And so the oath was taken.

The recruits were now citizens. Still untested and and untrained, they did not yet realize the full extent of what they had undertaken, nor did they realize the amount of faith the city representatives had placed in them.


I am a Warden of the Crossroads.

I am a Keeper of the Gates.

My ties are broken. My titles renounced.

I forswear all allegiances save this one.

I will not Return.

I am a Citizen of the City of Arch.


The Warlord stood head and shoulders above even the largest member of his horde. Many said he had the blood of giants in his veins. He looked at the strange circle on the ground. It had been ash-covered earth half a day ago. Now it was strange, tightly cut stones with an engraved symbol cut into it. All around them was the taint of demons. He held up his own sword, taken from a powerful foe from the outer realms.

The same symbol. He'd long thought that the source of the corruption int his forest came from a power that was not of the natural world. Now he knew.

This was their gateway. All he had to do was figure out how to open it. Then he could spread his righter flame right to their heart.

With a wave of his hand the Warlord called the spirit of the dead shaman who lay before him. The translucent soul rose and bowed.

"Tell me everything." he rumbled.


Getting into the Pit was easy. Getting out was not. The Abyss did not like to give up anything.

Addryn made some adjustments and cast a spell. "Should be any second now. When they come through, grab them."
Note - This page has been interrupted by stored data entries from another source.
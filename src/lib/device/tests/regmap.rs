use std::cell::RefCell;

use device::{ErrorKind, Mmio, RegisterBank};
use util::errno::Errno;

struct Regs {
    base: usize,
    words: RefCell<[u32; 4]>,
    barriers: RefCell<usize>,
}

impl Regs {
    fn new(base: usize) -> Self {
        Self {
            base,
            words: RefCell::new([0; 4]),
            barriers: RefCell::new(0),
        }
    }
}

impl RegisterBank for Regs {
    fn base(&self) -> usize {
        self.base
    }

    fn read(&self, offset: usize) -> u32 {
        self.words.borrow()[offset / 4]
    }

    fn write(&self, offset: usize, val: u32) {
        self.words.borrow_mut()[offset / 4] = val;
    }

    fn barrier(&self) {
        *self.barriers.borrow_mut() += 1;
    }
}

#[test]
fn update_bits_keeps_unmasked_bits() {
    let regs = Regs::new(0x1000);
    regs.write(0x4, 0xa5);

    regs.update_bits(0x4, 0x0f, 0x3c);

    assert_eq!(regs.read(0x4), 0xac);
    assert_eq!(regs.read(0x0), 0);
}

#[test]
fn mapping_follows_base() {
    assert!(Regs::new(0x1000).is_mapped());
    assert!(!Regs::new(0).is_mapped());
    assert!(!Mmio::unmapped().is_mapped());
}

#[test]
fn references_forward_to_the_bank() {
    let regs = Regs::new(0x2000);
    let by_ref = &regs;

    by_ref.write(0x8, 7);
    by_ref.barrier();

    assert_eq!(by_ref.base(), 0x2000);
    assert_eq!(regs.read(0x8), 7);
    assert_eq!(*regs.barriers.borrow(), 1);
}

#[test]
fn error_kind_errno() {
    assert_eq!(Errno::from(ErrorKind::InvalidArgument), Errno::EINVAL);
    assert_eq!(Errno::from(ErrorKind::Configuration), Errno::EINVAL);
    assert_eq!(Errno::from(ErrorKind::Timeout), Errno::ETIMEDOUT);
    assert_eq!(Errno::from(ErrorKind::NotSupported), Errno::ENOTSUPP);
    assert_eq!(Errno::from(ErrorKind::Unimplemented), Errno::ENOTSUPP);
    assert_eq!(Errno::from(ErrorKind::AlreadyExists), Errno::EEXIST);
}
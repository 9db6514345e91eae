//! DSI 14nm PHY and PLL register map.
//!
//! Offsets are byte offsets from the start of the respective block. Each
//! register is 32 bits wide with only the low byte implemented unless a
//! field description says otherwise.

use tock_registers::fields::{Field, FieldValue};
use tock_registers::{register_bitfields, LocalRegisterCopy, RegisterLongName};

/* PLL block */
pub const PLL_IE_TRIM: usize = 0x0000;
pub const PLL_IP_TRIM: usize = 0x0004;
pub const PLL_IPTAT_TRIM: usize = 0x0010;
pub const PLL_CLKBUFLR_EN: usize = 0x001c;
pub const PLL_SYSCLK_EN_RESET: usize = 0x0028;
pub const PLL_RESETSM_CNTRL: usize = 0x002c;
pub const PLL_RESETSM_CNTRL2: usize = 0x0030;
pub const PLL_RESETSM_CNTRL5: usize = 0x003c;
pub const PLL_KVCO_DIV_REF1: usize = 0x0040;
pub const PLL_KVCO_DIV_REF2: usize = 0x0044;
pub const PLL_KVCO_COUNT1: usize = 0x0048;
pub const PLL_KVCO_COUNT2: usize = 0x004c;
pub const PLL_KVCO_CODE: usize = 0x0058;
pub const PLL_VREF_CFG1: usize = 0x0068;
pub const PLL_VCO_DIV_REF1: usize = 0x006c;
pub const PLL_VCO_DIV_REF2: usize = 0x0070;
pub const PLL_VCO_COUNT1: usize = 0x0074;
pub const PLL_VCO_COUNT2: usize = 0x0078;
pub const PLL_PLLLOCK_CMP1: usize = 0x007c;
pub const PLL_PLLLOCK_CMP2: usize = 0x0080;
pub const PLL_PLLLOCK_CMP3: usize = 0x0084;
pub const PLL_PLLLOCK_CMP_EN: usize = 0x0088;
pub const PLL_DEC_START: usize = 0x0090;
pub const PLL_SSC_EN_CENTER: usize = 0x0094;
pub const PLL_SSC_ADJ_PER1: usize = 0x0098;
pub const PLL_SSC_ADJ_PER2: usize = 0x009c;
pub const PLL_SSC_PER1: usize = 0x00a0;
pub const PLL_SSC_PER2: usize = 0x00a4;
pub const PLL_SSC_STEP_SIZE1: usize = 0x00a8;
pub const PLL_SSC_STEP_SIZE2: usize = 0x00ac;
pub const PLL_DIV_FRAC_START1: usize = 0x00b4;
pub const PLL_DIV_FRAC_START2: usize = 0x00b8;
pub const PLL_DIV_FRAC_START3: usize = 0x00bc;
pub const PLL_TXCLK_EN: usize = 0x00c0;
pub const PLL_PLL_CRCTRL: usize = 0x00c4;
pub const PLL_RESET_SM_READY_STATUS: usize = 0x00cc;
pub const PLL_PLL_MISC1: usize = 0x00e8;
pub const PLL_CP_SET_CUR: usize = 0x00f0;
pub const PLL_PLL_ICPMSET: usize = 0x00f4;
pub const PLL_PLL_ICPCSET: usize = 0x00f8;
pub const PLL_PLL_ICP_SET: usize = 0x00fc;
pub const PLL_PLL_LPF1: usize = 0x0100;
pub const PLL_PLL_LPF2_POSTDIV: usize = 0x0104;

/* PHY common block */
pub const DSIPHY_CMN_CLK_CFG0: usize = 0x0010;
pub const DSIPHY_CMN_CLK_CFG1: usize = 0x0014;
pub const DSIPHY_CMN_GLBL_TEST_CTRL: usize = 0x0018;
pub const DSIPHY_CMN_CTRL_0: usize = 0x001c;
pub const DSIPHY_CMN_CTRL_1: usize = 0x0020;
pub const DSIPHY_CMN_PLL_CNTRL: usize = 0x0048;
pub const DSIPHY_CMN_LDO_CNTRL: usize = 0x004c;

/// CTRL_0 value enabling the data lanes, clock lane and PLL for normal operation
pub const CMN_CTRL_0_NORMAL: u32 = 0xff;
/// VREF_CFG1 value programmed ahead of a PLL start
pub const VREF_CFG1_START: u32 = 0x10;

register_bitfields![u32,
    pub CLK_CFG0 [
        /// PLL post divider (N1)
        N1_DIV OFFSET(0) NUMBITS(4) [],
        /// Pixel clock divider (N2)
        N2_DIV OFFSET(4) NUMBITS(4) []
    ],
    pub CLK_CFG1 [
        /// Doubles the N2 divider on the pixel clock path
        DSICLK_SEL OFFSET(0) NUMBITS(1) []
    ],
    pub GLBL_TEST_CTRL [
        BITCLK_HS_SEL OFFSET(2) NUMBITS(1) [
            FromLeft = 0,
            FromRight = 1
        ]
    ],
    pub CLKBUFLR_EN [
        OUTPUT OFFSET(0) NUMBITS(2) [
            Off = 0,
            Right = 1,
            Left = 2,
            Both = 3
        ]
    ],
    pub CMN_CTRL_1 [
        PLL_SW_RESET OFFSET(5) NUMBITS(1) []
    ],
    pub CMN_PLL_CNTRL [
        PLL_START OFFSET(0) NUMBITS(1) []
    ],
    pub RESET_SM_READY_STATUS [
        PLL_LOCKED OFFSET(0) NUMBITS(1) [],
        PLL_READY OFFSET(5) NUMBITS(1) []
    ],
    pub PLLLOCK_CMP_EN [
        PLLLOCK_CNT OFFSET(1) NUMBITS(2) [],
        PLLLOCK_RNG OFFSET(3) NUMBITS(2) []
    ],
    pub SSC_EN_CENTER [
        SSC_EN OFFSET(0) NUMBITS(1) [],
        SSC_CENTER OFFSET(1) NUMBITS(1) []
    ],
    pub LPF2_POSTDIV [
        LPF_RES1 OFFSET(0) NUMBITS(4) [],
        TX_BAND OFFSET(4) NUMBITS(2) []
    ]
];

/// Register value holding only the given fields, everything else zero.
pub fn fields<R: RegisterLongName>(value: FieldValue<u32, R>) -> u32 {
    let mut reg = LocalRegisterCopy::<u32, R>::new(0);
    reg.modify(value);
    reg.get()
}

/// In-place mask of `field`, for read-modify-write through the bank.
pub fn field_mask<R: RegisterLongName>(field: Field<u32, R>) -> u32 {
    field.mask << field.shift
}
One by one the recruits fell upward out of the pit, caught by Addryn's gravity-reversing spell and thumping hard to the under side of the massive metal plate that usually covered the Abyssal door.

They were in planar shock, convulsing and wracked. The Jurers and the Guards reached out to haul them to the edge and bring them to the ground. The sudden reversal of gravity was just one last thing in a long string of abuse their bodies had suffered in the last few hours

It was all too much. They were fighters, every one of them, but the relief of being safe was enough for their minds to finally give into the fatigue and shock they'd been fighting for far too long.

One by one, on the street of the city they'd already given up their lives for, they passed out.

The angel was the last one though the gate. "Close it. Get them to the temple."

The crane released the metal plate with a crash. The glow from beneath it died down. Locks and chains were set. The rune glowed blue again. Stretchers were brought. Kiosks came back. Foot traffic began again. Street performers started up their routines again. Within minutes, it would have been impossible to tell that anything strange had happened at all.


"This is highly irregular." the disgusting demon squealed and grunted, scanning the tome in it's hands. "These mortals were not compelled or stolen. They simply... slipped. The Abyss holds claim over things lost to it's depths."

"If they were lost, we wouldn't be telling you exactly where they are." the angel glared.

"That still does not explain why the Abyss should consent to their return. The Abyss finds little difference between were and are." the demon retorted.

"Because if the Abyss wants to keep them, the Abyss is going to have to fight to hold them." the angel said resting her hands on the hilts of her swords.

The demon nervously cleared it's throat. The woman before it, the angel, the Hellguard, she wore armor made from defeated demon lords. Those blades were among the more famous weapons in the infernal realms.

"That would break your revered Accords." the demon said, trying desperately to steer the conversation away from a future where he was the next notch in her hilt.

"No. It would not. Those are Arch citizens. They have broken no laws or treaties. They were carrying out a Council endorsed mission and an unforeseen planar event pushed them into the Abyss. It is the Abyss' contractual duty to return our people and property. If you refuse we are within our rights to bring them back by force." the angel gestured to her left and right. "I am sure you recognize Link."

"The Traitor." the demon grunted, staring at his own reflection in the mirrored faceplate of the knight next to the angel.

"And Azrael." the angel continued.

"The Cage." the demon sneered at the scarred, bandaged man on the other side.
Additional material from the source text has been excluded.